- [To do]:
Copy every line that holds the string "instant" from the data below.

Recorded data section start

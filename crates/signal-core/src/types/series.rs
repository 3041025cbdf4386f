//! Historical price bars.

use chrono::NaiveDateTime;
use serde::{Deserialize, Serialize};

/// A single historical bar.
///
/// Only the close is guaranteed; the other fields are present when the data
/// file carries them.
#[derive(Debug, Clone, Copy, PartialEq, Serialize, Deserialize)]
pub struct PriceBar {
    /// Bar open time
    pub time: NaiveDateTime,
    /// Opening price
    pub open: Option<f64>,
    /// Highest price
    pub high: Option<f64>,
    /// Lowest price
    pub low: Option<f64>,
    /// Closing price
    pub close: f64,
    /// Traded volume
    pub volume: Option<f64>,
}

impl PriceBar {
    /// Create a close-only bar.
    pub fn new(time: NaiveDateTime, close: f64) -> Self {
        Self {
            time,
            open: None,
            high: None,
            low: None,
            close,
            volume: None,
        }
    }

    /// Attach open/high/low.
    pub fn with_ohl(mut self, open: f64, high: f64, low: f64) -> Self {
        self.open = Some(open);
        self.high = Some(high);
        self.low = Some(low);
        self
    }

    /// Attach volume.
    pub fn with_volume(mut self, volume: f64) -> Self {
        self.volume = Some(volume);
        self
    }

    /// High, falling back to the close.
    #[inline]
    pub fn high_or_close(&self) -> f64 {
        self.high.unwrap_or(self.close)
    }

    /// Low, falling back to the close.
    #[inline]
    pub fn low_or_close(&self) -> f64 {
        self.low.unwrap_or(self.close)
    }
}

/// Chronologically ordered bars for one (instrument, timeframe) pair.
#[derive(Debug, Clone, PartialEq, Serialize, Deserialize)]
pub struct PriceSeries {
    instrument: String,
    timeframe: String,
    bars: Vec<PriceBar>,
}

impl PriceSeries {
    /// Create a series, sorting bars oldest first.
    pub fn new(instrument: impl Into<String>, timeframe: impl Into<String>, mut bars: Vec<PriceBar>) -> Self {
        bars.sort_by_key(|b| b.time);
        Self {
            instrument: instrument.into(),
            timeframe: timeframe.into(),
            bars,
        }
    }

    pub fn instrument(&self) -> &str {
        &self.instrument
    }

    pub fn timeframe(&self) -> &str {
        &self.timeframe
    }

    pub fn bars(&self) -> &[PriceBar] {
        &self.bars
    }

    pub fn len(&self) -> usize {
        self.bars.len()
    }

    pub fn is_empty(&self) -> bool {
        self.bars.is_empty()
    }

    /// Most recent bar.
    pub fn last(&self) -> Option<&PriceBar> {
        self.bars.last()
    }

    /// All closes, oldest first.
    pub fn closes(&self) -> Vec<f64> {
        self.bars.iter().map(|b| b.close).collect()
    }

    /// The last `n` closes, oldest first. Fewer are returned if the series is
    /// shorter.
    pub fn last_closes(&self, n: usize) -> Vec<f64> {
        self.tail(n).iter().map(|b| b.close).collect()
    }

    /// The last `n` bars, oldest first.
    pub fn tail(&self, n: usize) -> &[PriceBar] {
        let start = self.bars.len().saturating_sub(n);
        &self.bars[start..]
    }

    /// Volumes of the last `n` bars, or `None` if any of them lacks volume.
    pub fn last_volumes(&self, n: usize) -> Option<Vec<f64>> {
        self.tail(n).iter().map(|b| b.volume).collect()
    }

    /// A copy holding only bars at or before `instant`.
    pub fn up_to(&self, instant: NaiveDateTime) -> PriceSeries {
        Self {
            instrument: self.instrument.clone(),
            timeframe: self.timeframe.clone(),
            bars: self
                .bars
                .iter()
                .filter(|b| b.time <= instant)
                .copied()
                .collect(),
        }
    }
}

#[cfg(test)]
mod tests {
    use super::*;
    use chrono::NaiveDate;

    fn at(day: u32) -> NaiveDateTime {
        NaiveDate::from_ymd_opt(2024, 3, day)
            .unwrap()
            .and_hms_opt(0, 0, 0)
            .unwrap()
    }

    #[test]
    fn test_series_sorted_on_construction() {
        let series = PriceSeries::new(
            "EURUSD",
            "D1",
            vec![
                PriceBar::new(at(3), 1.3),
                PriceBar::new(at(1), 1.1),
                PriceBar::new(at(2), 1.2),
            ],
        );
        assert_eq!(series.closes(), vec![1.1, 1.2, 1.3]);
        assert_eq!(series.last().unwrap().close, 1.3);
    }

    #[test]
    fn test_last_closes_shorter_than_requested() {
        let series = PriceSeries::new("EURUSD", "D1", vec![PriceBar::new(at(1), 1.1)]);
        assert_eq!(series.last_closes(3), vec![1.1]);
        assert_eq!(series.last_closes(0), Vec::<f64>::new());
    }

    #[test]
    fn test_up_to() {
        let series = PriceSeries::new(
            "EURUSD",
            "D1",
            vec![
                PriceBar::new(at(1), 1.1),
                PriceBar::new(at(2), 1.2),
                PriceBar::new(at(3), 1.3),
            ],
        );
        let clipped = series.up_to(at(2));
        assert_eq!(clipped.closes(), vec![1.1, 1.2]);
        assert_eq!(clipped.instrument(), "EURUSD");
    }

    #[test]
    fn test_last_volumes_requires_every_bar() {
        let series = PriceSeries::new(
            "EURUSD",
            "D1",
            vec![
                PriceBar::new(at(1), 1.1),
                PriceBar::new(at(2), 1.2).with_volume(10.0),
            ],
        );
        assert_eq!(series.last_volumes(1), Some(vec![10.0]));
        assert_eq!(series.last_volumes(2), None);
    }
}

Recorded data section end

- [Task output]:
    /// A copy holding only bars at or before `instant`.
    pub fn up_to(&self, instant: NaiveDateTime) -> PriceSeries {
                .filter(|b| b.time <= instant)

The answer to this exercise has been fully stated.